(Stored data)
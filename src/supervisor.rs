// This software is provided for non-commercial use only.
// Commercial use is strictly prohibited.
// If you use, modify, or redistribute this software, you must provide proper attribution to the original author.
// (c) 2026 Onur Tuna. All rights reserved.

//! Owns one camera's pipeline lifecycle end to end: build, connect,
//! reconnect on fault with exponential backoff, and recording resumption
//! across both kinds of interruption (§4.2/§4.8). Everything that touches
//! GStreamer directly lives in `media::factory`; this module only holds
//! the state machine and the timers around it.

use std::path::PathBuf;
use std::sync::atomic::{AtomicBool, AtomicU32, Ordering};
use std::sync::Arc;
use std::time::Duration;

use gstreamer as gst;
use gstreamer::prelude::*;
use parking_lot::Mutex;

use crate::config::model::{CameraSpec, PipelineState, RecordingSettings, StreamingSettings};
use crate::fault::ErrorKind;
use crate::liveness::{spawn_deadline_checker, FrameProbe};
use crate::media::adapter::MediaAdapter;
use crate::media::factory::{build_pipeline, PipelineCallbacks, PipelineHandle};
use crate::media::gate::GateMode;
use crate::recorder::{Recorder, RecordingBranch, StopReason};
use crate::storage_watcher::{StorageState, StorageWatcher};
use crate::subscription::SubscriptionRegistry;

const LIVENESS_TIMEOUT: Duration = Duration::from_secs(5);
const LIVENESS_CHECK_INTERVAL: Duration = Duration::from_secs(1);
/// Gives the pipeline a moment to settle into steady `PLAYING` state
/// before a previously-recording camera is told to resume (§9 open
/// question: not configurable, fixed at a conservative value).
const POST_CONNECT_STABILIZATION: Duration = Duration::from_secs(1);

struct GateBranch {
    gate: Arc<crate::media::gate::BranchGate>,
    split_mux: gst::Element,
}

impl RecordingBranch for GateBranch {
    fn open(&self) {
        self.gate.open_recording();
    }
    fn close(&self) {
        self.gate.close_recording();
    }
    fn request_split(&self) {
        self.split_mux.emit_by_name::<()>("split-now", &[]);
    }
}

/// Per-camera supervisor. One instance per configured camera, held by the
/// engine for the camera's lifetime.
pub struct CameraStreamSupervisor {
    camera_id: String,
    adapter: Arc<dyn MediaAdapter>,
    camera: Mutex<CameraSpec>,
    streaming_settings: Mutex<StreamingSettings>,
    recording_settings: Mutex<RecordingSettings>,
    recording_root: PathBuf,
    registry: Arc<SubscriptionRegistry>,
    storage_watcher: Arc<StorageWatcher>,
    scheduler: crate::scheduler::Scheduler,
    handle: Mutex<Option<PipelineHandle>>,
    recorder: Mutex<Option<Arc<Recorder>>>,
    pipeline_state: Mutex<PipelineState>,
    attempt: AtomicU32,
    was_recording: AtomicBool,
    shutting_down: AtomicBool,
}

impl CameraStreamSupervisor {
    pub fn new(
        adapter: Arc<dyn MediaAdapter>,
        camera: CameraSpec,
        streaming_settings: StreamingSettings,
        recording_settings: RecordingSettings,
        recording_root: impl Into<PathBuf>,
        registry: Arc<SubscriptionRegistry>,
        storage_watcher: Arc<StorageWatcher>,
    ) -> Arc<Self> {
        Arc::new(Self {
            camera_id: camera.camera_id.clone(),
            adapter,
            camera: Mutex::new(camera),
            streaming_settings: Mutex::new(streaming_settings),
            recording_settings: Mutex::new(recording_settings),
            recording_root: recording_root.into(),
            registry,
            storage_watcher,
            scheduler: crate::scheduler::Scheduler::new(),
            handle: Mutex::new(None),
            recorder: Mutex::new(None),
            pipeline_state: Mutex::new(PipelineState::Idle),
            attempt: AtomicU32::new(0),
            was_recording: AtomicBool::new(false),
            shutting_down: AtomicBool::new(false),
        })
    }

    pub fn camera_id(&self) -> &str {
        &self.camera_id
    }

    pub fn pipeline_state(&self) -> PipelineState {
        *self.pipeline_state.lock()
    }

    pub fn recording_state(&self) -> Option<crate::config::model::RecordingState> {
        self.recorder.lock().as_ref().map(|r| r.state())
    }

    /// Connects, building and starting the pipeline. Idempotent: a no-op
    /// if already connecting or streaming.
    pub fn start_streaming(self: &Arc<Self>) {
        {
            let state = self.pipeline_state.lock();
            if matches!(*state, PipelineState::Connecting | PipelineState::Streaming) {
                return;
            }
        }
        self.shutting_down.store(false, Ordering::SeqCst);
        self.connect();
    }

    /// Tears the pipeline down and marks the camera idle. If it was
    /// recording, that is stopped first (`StopReason::User`) so no
    /// auto-resume is attempted later.
    pub fn stop_streaming(self: &Arc<Self>) {
        self.shutting_down.store(true, Ordering::SeqCst);
        self.scheduler.cancel_all();
        self.storage_watcher.unregister(&self.camera_id);

        if let Some(recorder) = self.recorder.lock().take() {
            let this = self.clone();
            tokio::spawn(async move {
                recorder.stop(StopReason::User).await;
                let _ = this;
            });
        }
        if let Some(handle) = self.handle.lock().take() {
            handle.teardown();
        }
        *self.pipeline_state.lock() = PipelineState::Idle;
        self.registry.publish_connection_state(&self.camera_id, false);
    }

    pub fn start_recording(self: &Arc<Self>) {
        if let Some(recorder) = self.recorder.lock().clone() {
            let this = self.clone();
            tokio::spawn(async move {
                recorder.start().await;
                let _ = this;
            });
        }
    }

    pub fn stop_recording(self: &Arc<Self>) {
        if let Some(recorder) = self.recorder.lock().clone() {
            tokio::spawn(async move {
                recorder.stop(StopReason::User).await;
            });
        }
    }

    fn connect(self: &Arc<Self>) {
        *self.pipeline_state.lock() = PipelineState::Connecting;
        self.registry.publish_connection_state(&self.camera_id, false);

        let camera = self.camera.lock().clone();
        let streaming = self.streaming_settings.lock().clone();
        let recording = self.recording_settings.lock().clone();

        let frame_probe = Arc::new(FrameProbe::new(LIVENESS_TIMEOUT));

        let this_fault = self.clone();
        let on_fault: Arc<dyn Fn(ErrorKind, String) + Send + Sync> =
            Arc::new(move |kind, message| this_fault.handle_fault(kind, message));

        let this_playing = self.clone();
        let on_playing: Arc<dyn Fn() + Send + Sync> = Arc::new(move || this_playing.on_pipeline_playing());

        let callbacks = PipelineCallbacks { on_fault: on_fault.clone(), on_playing };

        let built = build_pipeline(
            self.adapter.as_ref(),
            &camera,
            &streaming,
            &recording,
            &self.recording_root,
            frame_probe.clone(),
            callbacks,
        );

        let handle = match built {
            Ok(h) => h,
            Err(e) => {
                tracing::error!(camera_id = %self.camera_id, error = %e, "pipeline build failed");
                self.schedule_reconnect();
                return;
            }
        };

        if let Err(e) = handle.pipeline.set_state(gst::State::Playing) {
            tracing::error!(camera_id = %self.camera_id, error = %e, "failed to set pipeline to Playing");
            handle.teardown();
            self.schedule_reconnect();
            return;
        }

        let gate_branch = Arc::new(GateBranch { gate: handle.gate.clone(), split_mux: handle.split_mux.clone() });
        let playing_flag = handle.playing.clone();
        let this_storage = self.clone();
        let validate_storage: Arc<dyn Fn() -> bool + Send + Sync> =
            Arc::new(move || this_storage.storage_watcher.poll_once() == StorageState::Ok);
        let recorder = Recorder::new(
            self.camera_id.clone(),
            gate_branch,
            self.registry.clone(),
            playing_flag,
            validate_storage,
        );

        let checker_fault = on_fault.clone();
        let _deadline = spawn_deadline_checker(frame_probe, LIVENESS_CHECK_INTERVAL, move || {
            checker_fault(ErrorKind::RtspNetwork, "no frames received within liveness timeout".to_string());
        });

        let this_storage_cb = self.clone();
        let recorder_for_error = recorder.clone();
        let recorder_for_recovery = recorder.clone();
        self.storage_watcher.register(
            self.camera_id.clone(),
            move |_reason| {
                let _ = &this_storage_cb;
                recorder_for_error.on_storage_error();
            },
            move || {
                recorder_for_recovery.on_storage_recovered();
            },
        );

        *self.recorder.lock() = Some(recorder);
        *self.handle.lock() = Some(handle);
    }

    /// Invoked from the bus watch when the pipeline reaches `PLAYING`.
    /// Re-asserts gate state (I2: reconnects never silently change a
    /// camera's streaming/recording intent) and, after a short
    /// stabilization window, resumes recording if it was active before
    /// the interruption.
    fn on_pipeline_playing(self: &Arc<Self>) {
        self.attempt.store(0, Ordering::SeqCst);
        *self.pipeline_state.lock() = PipelineState::Streaming;
        self.registry.publish_connection_state(&self.camera_id, true);
        tracing::info!(camera_id = %self.camera_id, "pipeline playing");

        let camera = self.camera.lock().clone();
        if let Some(handle) = self.handle.lock().as_ref() {
            let mode = match (camera.streaming_on_start, camera.recording_on_start) {
                (true, true) => GateMode::Both,
                (true, false) => GateMode::StreamingOnly,
                (false, true) => GateMode::RecordingOnly,
                (false, false) => GateMode::Idle,
            };
            handle.gate.apply_mode(mode);
        }

        // Resume either because a fault interrupted an in-progress recording
        // (`was_recording`) or because this is the camera's first connect
        // and it's configured to record on start — both cases wait out the
        // same stabilization window before engaging the recorder.
        let resume_recording = self.was_recording.swap(false, Ordering::SeqCst) || camera.recording_on_start;
        if resume_recording {
            let this = self.clone();
            self.scheduler.after(POST_CONNECT_STABILIZATION, move || async move {
                this.start_recording();
            });
        }
    }

    /// Dispatches one classified bus fault (§4.3). Storage-related kinds
    /// are routed to the recorder directly since the pipeline itself (and
    /// the streaming branch) is unaffected; everything else tears the
    /// pipeline down and schedules a reconnect.
    fn handle_fault(self: &Arc<Self>, kind: ErrorKind, message: String) {
        if self.shutting_down.load(Ordering::SeqCst) {
            return;
        }
        tracing::warn!(camera_id = %self.camera_id, ?kind, %message, "pipeline fault");

        match kind {
            ErrorKind::StorageDisconnected => {
                if let Some(recorder) = self.recorder.lock().clone() {
                    recorder.on_storage_error();
                }
            }
            ErrorKind::DiskFull => {
                if let Some(recorder) = self.recorder.lock().clone() {
                    let storage_watcher = self.storage_watcher.clone();
                    let camera_id = self.camera_id.clone();
                    tokio::spawn(async move {
                        recorder.stop(StopReason::DiskFull).await;
                        if storage_watcher.run_disk_full_cleanup().await {
                            recorder.mark_should_auto_resume_and_retry();
                        } else {
                            tracing::error!(camera_id = %camera_id, "disk-full cleanup did not free enough space");
                            recorder.report_unrecoverable_disk_full();
                        }
                    });
                }
            }
            ErrorKind::RtspNetwork | ErrorKind::Decoder | ErrorKind::VideoSink | ErrorKind::Unknown => {
                self.was_recording.store(
                    self.recorder.lock().as_ref().map(|r| r.state() == crate::config::model::RecordingState::Recording).unwrap_or(false),
                    Ordering::SeqCst,
                );
                if let Some(handle) = self.handle.lock().take() {
                    handle.teardown();
                }
                self.recorder.lock().take();
                self.storage_watcher.unregister(&self.camera_id);
                *self.pipeline_state.lock() = PipelineState::Reconnecting;
                self.schedule_reconnect();
            }
        }
    }

    /// `delay = min(base * 2^(attempt-1), 60s)` for 1-indexed attempt
    /// number (§4.8): the first reconnect waits `base` seconds, the second
    /// `2*base`, and so on. Gives up past `max_reconnect_attempts`,
    /// publishing a connection error instead of retrying forever.
    fn schedule_reconnect(self: &Arc<Self>) {
        if self.shutting_down.load(Ordering::SeqCst) {
            return;
        }
        let streaming = self.streaming_settings.lock().clone();
        if !streaming.auto_reconnect {
            *self.pipeline_state.lock() = PipelineState::Error;
            self.registry.publish_connection_error(&self.camera_id);
            return;
        }

        let attempt = self.attempt.fetch_add(1, Ordering::SeqCst) + 1;
        if attempt > streaming.max_reconnect_attempts {
            tracing::error!(camera_id = %self.camera_id, attempt, "reconnect attempts exhausted");
            *self.pipeline_state.lock() = PipelineState::Error;
            self.registry.publish_connection_error(&self.camera_id);
            return;
        }

        let base = streaming.reconnect_base_delay_s;
        let delay_s = base.saturating_mul(1u64 << (attempt - 1).min(16)).min(60);
        tracing::info!(camera_id = %self.camera_id, attempt, delay_s, "scheduling reconnect");

        let this = self.clone();
        self.scheduler.after(Duration::from_secs(delay_s), move || async move {
            this.connect();
        });
    }

    /// Replaces the persisted camera/settings snapshot used by the next
    /// `connect()`. Does not itself reconnect; the caller decides whether
    /// a running pipeline needs to be restarted for the change to apply.
    pub fn update_camera(&self, camera: CameraSpec) {
        *self.camera.lock() = camera;
    }

    pub fn update_streaming_settings(&self, settings: StreamingSettings) {
        *self.streaming_settings.lock() = settings;
    }

    pub fn update_recording_settings(&self, settings: RecordingSettings) {
        *self.recording_settings.lock() = settings;
    }
}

→ **Task statement**:
Set down nothing but the lines from the one containing "this.connect();" through the end of the entries above, exactly as written, both ends counted.

→ **Response area**:
            this.connect();
        });
    }

    /// Replaces the persisted camera/settings snapshot used by the next
    /// `connect()`. Does not itself reconnect; the caller decides whether
    /// a running pipeline needs to be restarted for the change to apply.
    pub fn update_camera(&self, camera: CameraSpec) {
        *self.camera.lock() = camera;
    }

    pub fn update_streaming_settings(&self, settings: StreamingSettings) {
        *self.streaming_settings.lock() = settings;
    }

    pub fn update_recording_settings(&self, settings: RecordingSettings) {
        *self.recording_settings.lock() = settings;
    }
}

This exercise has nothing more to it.